Content starts

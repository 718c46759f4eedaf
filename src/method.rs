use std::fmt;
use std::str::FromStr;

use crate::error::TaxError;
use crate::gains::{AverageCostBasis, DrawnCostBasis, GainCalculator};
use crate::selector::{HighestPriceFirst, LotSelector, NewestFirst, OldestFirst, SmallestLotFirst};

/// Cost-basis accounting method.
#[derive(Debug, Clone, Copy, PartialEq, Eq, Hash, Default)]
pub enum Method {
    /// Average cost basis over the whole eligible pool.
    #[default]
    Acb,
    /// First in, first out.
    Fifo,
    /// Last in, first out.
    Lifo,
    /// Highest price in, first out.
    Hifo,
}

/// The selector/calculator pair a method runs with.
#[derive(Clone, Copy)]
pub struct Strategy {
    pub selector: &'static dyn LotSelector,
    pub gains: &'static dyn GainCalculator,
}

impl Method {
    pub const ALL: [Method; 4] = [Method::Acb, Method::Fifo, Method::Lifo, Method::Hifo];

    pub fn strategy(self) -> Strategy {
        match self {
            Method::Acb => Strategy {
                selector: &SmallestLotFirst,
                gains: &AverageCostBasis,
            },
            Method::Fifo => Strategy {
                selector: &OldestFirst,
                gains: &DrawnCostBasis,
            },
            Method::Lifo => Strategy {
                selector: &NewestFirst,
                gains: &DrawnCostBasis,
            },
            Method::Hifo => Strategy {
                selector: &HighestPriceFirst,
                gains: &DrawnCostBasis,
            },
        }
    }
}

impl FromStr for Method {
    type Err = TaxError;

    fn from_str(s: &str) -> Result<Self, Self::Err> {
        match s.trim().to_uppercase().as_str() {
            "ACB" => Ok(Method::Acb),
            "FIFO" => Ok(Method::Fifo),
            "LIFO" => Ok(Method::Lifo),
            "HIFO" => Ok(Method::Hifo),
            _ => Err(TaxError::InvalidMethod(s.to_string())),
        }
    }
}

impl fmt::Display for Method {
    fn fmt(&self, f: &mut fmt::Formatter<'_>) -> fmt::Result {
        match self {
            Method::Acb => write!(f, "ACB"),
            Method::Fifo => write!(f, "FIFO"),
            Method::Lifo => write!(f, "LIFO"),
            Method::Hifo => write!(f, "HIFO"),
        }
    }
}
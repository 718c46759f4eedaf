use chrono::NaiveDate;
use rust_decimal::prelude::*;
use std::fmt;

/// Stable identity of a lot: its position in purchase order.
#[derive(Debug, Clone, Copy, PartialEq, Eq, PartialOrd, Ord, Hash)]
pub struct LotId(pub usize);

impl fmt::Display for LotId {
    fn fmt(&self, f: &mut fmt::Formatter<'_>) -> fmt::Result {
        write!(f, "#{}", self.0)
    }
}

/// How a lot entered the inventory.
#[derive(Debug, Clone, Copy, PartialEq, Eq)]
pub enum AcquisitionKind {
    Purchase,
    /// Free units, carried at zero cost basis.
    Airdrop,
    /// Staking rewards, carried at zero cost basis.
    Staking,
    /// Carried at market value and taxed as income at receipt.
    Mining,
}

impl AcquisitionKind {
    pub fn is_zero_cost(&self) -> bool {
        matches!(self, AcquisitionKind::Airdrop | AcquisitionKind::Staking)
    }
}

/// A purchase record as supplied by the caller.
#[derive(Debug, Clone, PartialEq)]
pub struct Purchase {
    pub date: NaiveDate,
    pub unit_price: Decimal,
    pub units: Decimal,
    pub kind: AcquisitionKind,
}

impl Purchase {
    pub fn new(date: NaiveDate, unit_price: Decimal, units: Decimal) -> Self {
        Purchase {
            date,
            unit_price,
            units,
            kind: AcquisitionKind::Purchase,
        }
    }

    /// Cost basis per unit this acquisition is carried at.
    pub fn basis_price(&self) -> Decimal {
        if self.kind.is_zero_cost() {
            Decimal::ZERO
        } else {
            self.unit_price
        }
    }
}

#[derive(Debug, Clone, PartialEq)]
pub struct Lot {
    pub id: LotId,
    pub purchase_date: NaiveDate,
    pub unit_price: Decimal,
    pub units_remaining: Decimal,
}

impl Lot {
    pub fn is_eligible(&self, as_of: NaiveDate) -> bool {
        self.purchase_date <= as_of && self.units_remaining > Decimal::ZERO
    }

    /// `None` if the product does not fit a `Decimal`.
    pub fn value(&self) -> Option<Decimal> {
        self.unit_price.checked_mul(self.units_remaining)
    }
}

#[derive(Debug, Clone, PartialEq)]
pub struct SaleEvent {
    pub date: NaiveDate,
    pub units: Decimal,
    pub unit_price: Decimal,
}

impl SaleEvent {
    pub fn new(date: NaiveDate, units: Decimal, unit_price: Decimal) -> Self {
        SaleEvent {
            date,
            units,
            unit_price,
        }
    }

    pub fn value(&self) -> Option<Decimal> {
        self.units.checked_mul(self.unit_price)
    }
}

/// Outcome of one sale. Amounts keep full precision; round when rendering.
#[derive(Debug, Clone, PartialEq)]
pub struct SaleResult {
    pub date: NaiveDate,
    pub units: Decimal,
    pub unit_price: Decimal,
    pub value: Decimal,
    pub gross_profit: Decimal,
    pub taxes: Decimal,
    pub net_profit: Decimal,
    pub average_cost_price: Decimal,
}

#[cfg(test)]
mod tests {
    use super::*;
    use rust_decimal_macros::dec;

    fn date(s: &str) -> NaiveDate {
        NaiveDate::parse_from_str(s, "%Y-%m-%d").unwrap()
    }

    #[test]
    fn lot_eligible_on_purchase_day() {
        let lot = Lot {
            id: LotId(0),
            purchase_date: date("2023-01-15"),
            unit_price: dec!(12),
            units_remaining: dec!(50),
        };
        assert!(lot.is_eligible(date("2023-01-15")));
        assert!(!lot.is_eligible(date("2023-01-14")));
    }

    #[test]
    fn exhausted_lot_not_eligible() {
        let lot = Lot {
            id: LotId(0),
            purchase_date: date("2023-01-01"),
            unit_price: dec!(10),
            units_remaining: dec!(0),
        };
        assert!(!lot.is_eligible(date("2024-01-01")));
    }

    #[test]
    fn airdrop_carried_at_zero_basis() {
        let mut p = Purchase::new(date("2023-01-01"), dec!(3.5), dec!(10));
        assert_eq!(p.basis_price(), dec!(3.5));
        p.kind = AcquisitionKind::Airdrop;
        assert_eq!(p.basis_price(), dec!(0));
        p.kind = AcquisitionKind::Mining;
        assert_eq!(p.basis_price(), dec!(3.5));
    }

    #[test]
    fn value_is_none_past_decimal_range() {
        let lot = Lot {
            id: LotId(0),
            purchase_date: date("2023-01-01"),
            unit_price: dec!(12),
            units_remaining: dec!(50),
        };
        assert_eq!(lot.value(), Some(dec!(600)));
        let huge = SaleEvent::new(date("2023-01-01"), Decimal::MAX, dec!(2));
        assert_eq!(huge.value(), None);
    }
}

Content ends

== WHAT IS BEING ASKED ==
Every line above should be written out again exactly as it stands.

== EXPECTED ANSWER ==
repository 718c46759f4eedaf
filename src/method.rs
use std::fmt;
use std::str::FromStr;

use crate::error::TaxError;
use crate::gains::{AverageCostBasis, DrawnCostBasis, GainCalculator};
use crate::selector::{HighestPriceFirst, LotSelector, NewestFirst, OldestFirst, SmallestLotFirst};

/// Cost-basis accounting method.
#[derive(Debug, Clone, Copy, PartialEq, Eq, Hash, Default)]
pub enum Method {
    /// Average cost basis over the whole eligible pool.
    #[default]
    Acb,
    /// First in, first out.
    Fifo,
    /// Last in, first out.
    Lifo,
    /// Highest price in, first out.
    Hifo,
}

/// The selector/calculator pair a method runs with.
#[derive(Clone, Copy)]
pub struct Strategy {
    pub selector: &'static dyn LotSelector,
    pub gains: &'static dyn GainCalculator,
}

impl Method {
    pub const ALL: [Method; 4] = [Method::Acb, Method::Fifo, Method::Lifo, Method::Hifo];

    pub fn strategy(self) -> Strategy {
        match self {
            Method::Acb => Strategy {
                selector: &SmallestLotFirst,
                gains: &AverageCostBasis,
            },
            Method::Fifo => Strategy {
                selector: &OldestFirst,
                gains: &DrawnCostBasis,
            },
            Method::Lifo => Strategy {
                selector: &NewestFirst,
                gains: &DrawnCostBasis,
            },
            Method::Hifo => Strategy {
                selector: &HighestPriceFirst,
                gains: &DrawnCostBasis,
            },
        }
    }
}

impl FromStr for Method {
    type Err = TaxError;

    fn from_str(s: &str) -> Result<Self, Self::Err> {
        match s.trim().to_uppercase().as_str() {
            "ACB" => Ok(Method::Acb),
            "FIFO" => Ok(Method::Fifo),
            "LIFO" => Ok(Method::Lifo),
            "HIFO" => Ok(Method::Hifo),
            _ => Err(TaxError::InvalidMethod(s.to_string())),
        }
    }
}

impl fmt::Display for Method {
    fn fmt(&self, f: &mut fmt::Formatter<'_>) -> fmt::Result {
        match self {
            Method::Acb => write!(f, "ACB"),
            Method::Fifo => write!(f, "FIFO"),
            Method::Lifo => write!(f, "LIFO"),
            Method::Hifo => write!(f, "HIFO"),
        }
    }
}
repository 718c46759f4eedaf
use chrono::NaiveDate;
use rust_decimal::prelude::*;
use std::fmt;

/// Stable identity of a lot: its position in purchase order.
#[derive(Debug, Clone, Copy, PartialEq, Eq, PartialOrd, Ord, Hash)]
pub struct LotId(pub usize);

impl fmt::Display for LotId {
    fn fmt(&self, f: &mut fmt::Formatter<'_>) -> fmt::Result {
        write!(f, "#{}", self.0)
    }
}

/// How a lot entered the inventory.
#[derive(Debug, Clone, Copy, PartialEq, Eq)]
pub enum AcquisitionKind {
    Purchase,
    /// Free units, carried at zero cost basis.
    Airdrop,
    /// Staking rewards, carried at zero cost basis.
    Staking,
    /// Carried at market value and taxed as income at receipt.
    Mining,
}

impl AcquisitionKind {
    pub fn is_zero_cost(&self) -> bool {
        matches!(self, AcquisitionKind::Airdrop | AcquisitionKind::Staking)
    }
}

/// A purchase record as supplied by the caller.
#[derive(Debug, Clone, PartialEq)]
pub struct Purchase {
    pub date: NaiveDate,
    pub unit_price: Decimal,
    pub units: Decimal,
    pub kind: AcquisitionKind,
}

impl Purchase {
    pub fn new(date: NaiveDate, unit_price: Decimal, units: Decimal) -> Self {
        Purchase {
            date,
            unit_price,
            units,
            kind: AcquisitionKind::Purchase,
        }
    }

    /// Cost basis per unit this acquisition is carried at.
    pub fn basis_price(&self) -> Decimal {
        if self.kind.is_zero_cost() {
            Decimal::ZERO
        } else {
            self.unit_price
        }
    }
}

#[derive(Debug, Clone, PartialEq)]
pub struct Lot {
    pub id: LotId,
    pub purchase_date: NaiveDate,
    pub unit_price: Decimal,
    pub units_remaining: Decimal,
}

impl Lot {
    pub fn is_eligible(&self, as_of: NaiveDate) -> bool {
        self.purchase_date <= as_of && self.units_remaining > Decimal::ZERO
    }

    /// `None` if the product does not fit a `Decimal`.
    pub fn value(&self) -> Option<Decimal> {
        self.unit_price.checked_mul(self.units_remaining)
    }
}

#[derive(Debug, Clone, PartialEq)]
pub struct SaleEvent {
    pub date: NaiveDate,
    pub units: Decimal,
    pub unit_price: Decimal,
}

impl SaleEvent {
    pub fn new(date: NaiveDate, units: Decimal, unit_price: Decimal) -> Self {
        SaleEvent {
            date,
            units,
            unit_price,
        }
    }

    pub fn value(&self) -> Option<Decimal> {
        self.units.checked_mul(self.unit_price)
    }
}

/// Outcome of one sale. Amounts keep full precision; round when rendering.
#[derive(Debug, Clone, PartialEq)]
pub struct SaleResult {
    pub date: NaiveDate,
    pub units: Decimal,
    pub unit_price: Decimal,
    pub value: Decimal,
    pub gross_profit: Decimal,
    pub taxes: Decimal,
    pub net_profit: Decimal,
    pub average_cost_price: Decimal,
}

#[cfg(test)]
mod tests {
    use super::*;
    use rust_decimal_macros::dec;

    fn date(s: &str) -> NaiveDate {
        NaiveDate::parse_from_str(s, "%Y-%m-%d").unwrap()
    }

    #[test]
    fn lot_eligible_on_purchase_day() {
        let lot = Lot {
            id: LotId(0),
            purchase_date: date("2023-01-15"),
            unit_price: dec!(12),
            units_remaining: dec!(50),
        };
        assert!(lot.is_eligible(date("2023-01-15")));
        assert!(!lot.is_eligible(date("2023-01-14")));
    }

    #[test]
    fn exhausted_lot_not_eligible() {
        let lot = Lot {
            id: LotId(0),
            purchase_date: date("2023-01-01"),
            unit_price: dec!(10),
            units_remaining: dec!(0),
        };
        assert!(!lot.is_eligible(date("2024-01-01")));
    }

    #[test]
    fn airdrop_carried_at_zero_basis() {
        let mut p = Purchase::new(date("2023-01-01"), dec!(3.5), dec!(10));
        assert_eq!(p.basis_price(), dec!(3.5));
        p.kind = AcquisitionKind::Airdrop;
        assert_eq!(p.basis_price(), dec!(0));
        p.kind = AcquisitionKind::Mining;
        assert_eq!(p.basis_price(), dec!(3.5));
    }

    #[test]
    fn value_is_none_past_decimal_range() {
        let lot = Lot {
            id: LotId(0),
            purchase_date: date("2023-01-01"),
            unit_price: dec!(12),
            units_remaining: dec!(50),
        };
        assert_eq!(lot.value(), Some(dec!(600)));
        let huge = SaleEvent::new(date("2023-01-01"), Decimal::MAX, dec!(2));
        assert_eq!(huge.value(), None);
    }
}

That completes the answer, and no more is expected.